===== Dataset content
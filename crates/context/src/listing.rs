//! Session listing with short previews.

use chrono::{DateTime, Utc};
use serde::Serialize;
use std::fs::File;
use std::io::Read;
use std::path::{Path, PathBuf};
use tracing::debug;

use aicode_core::error::ContextError;
use aicode_core::message::{ChatMessage, Role};

const PREVIEW_CHARS: usize = 80;
const NO_PREVIEW: &str = "No preview available";

/// Listing metadata for one stored session.
#[derive(Debug, Clone, PartialEq, Serialize)]
pub struct SessionInfo {
    pub id: String,
    pub path: PathBuf,
    pub last_modified: DateTime<Utc>,
    pub preview: String,
}

/// Enumerate `session_*.jsonl` logs under `sessions_dir`, newest first.
///
/// Only the first `preview_bytes` of each log are read. Files that cannot
/// be read are skipped. A missing directory lists as empty.
pub fn list_sessions(
    sessions_dir: &Path,
    preview_bytes: usize,
) -> Result<Vec<SessionInfo>, ContextError> {
    let entries = match std::fs::read_dir(sessions_dir) {
        Ok(entries) => entries,
        Err(e) if e.kind() == std::io::ErrorKind::NotFound => return Ok(Vec::new()),
        Err(e) => {
            return Err(ContextError::Storage(format!(
                "Failed to list {}: {e}",
                sessions_dir.display()
            )));
        }
    };

    let mut sessions = Vec::new();
    for entry in entries.flatten() {
        let file_name = entry.file_name();
        let Some(id) = file_name
            .to_str()
            .and_then(|name| name.strip_prefix("session_"))
            .and_then(|rest| rest.strip_suffix(".jsonl"))
        else {
            continue;
        };

        let path = entry.path();
        match describe(&path, preview_bytes) {
            Ok((last_modified, preview)) => sessions.push(SessionInfo {
                id: id.to_string(),
                path,
                last_modified,
                preview,
            }),
            Err(e) => debug!(path = %path.display(), error = %e, "Skipping unreadable session"),
        }
    }

    sessions.sort_by(|a, b| b.last_modified.cmp(&a.last_modified));
    Ok(sessions)
}

fn describe(path: &Path, preview_bytes: usize) -> std::io::Result<(DateTime<Utc>, String)> {
    let modified = std::fs::metadata(path)?.modified()?;

    let mut prefix = Vec::with_capacity(preview_bytes);
    File::open(path)?
        .take(preview_bytes as u64)
        .read_to_end(&mut prefix)?;
    let text = String::from_utf8_lossy(&prefix);

    Ok((DateTime::<Utc>::from(modified), preview_from(&text)))
}

/// The first user message in `prefix`, else the first record as
/// `[role] content`, trimmed to one short line.
fn preview_from(prefix: &str) -> String {
    let lines: Vec<&str> = prefix.lines().filter(|l| !l.trim().is_empty()).collect();

    let first_user = lines
        .iter()
        .filter_map(|l| serde_json::from_str::<ChatMessage>(l).ok())
        .find(|m| m.role == Role::User);

    let preview = match first_user {
        Some(message) => message.content,
        None => lines
            .first()
            .and_then(|l| serde_json::from_str::<ChatMessage>(l).ok())
            .map(|m| format!("[{}] {}", m.role, m.content))
            .unwrap_or_else(|| NO_PREVIEW.to_string()),
    };

    shorten(&preview)
}

fn shorten(preview: &str) -> String {
    let flat = preview.replace('\n', " ");
    if flat.chars().count() > PREVIEW_CHARS {
        let cut: String = flat.chars().take(PREVIEW_CHARS).collect();
        format!("{cut}...")
    } else {
        flat
    }
}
==========
Return exactly the lines above from the line that has "Ok((DateTime::<Utc>::from(modified), preview_from(&text)))" through the line that has "None => lines", inclusive, and nothing else.

--- Output ---
    Ok((DateTime::<Utc>::from(modified), preview_from(&text)))
}

/// The first user message in `prefix`, else the first record as
/// `[role] content`, trimmed to one short line.
fn preview_from(prefix: &str) -> String {
    let lines: Vec<&str> = prefix.lines().filter(|l| !l.trim().is_empty()).collect();

    let first_user = lines
        .iter()
        .filter_map(|l| serde_json::from_str::<ChatMessage>(l).ok())
        .find(|m| m.role == Role::User);

    let preview = match first_user {
        Some(message) => message.content,
        None => lines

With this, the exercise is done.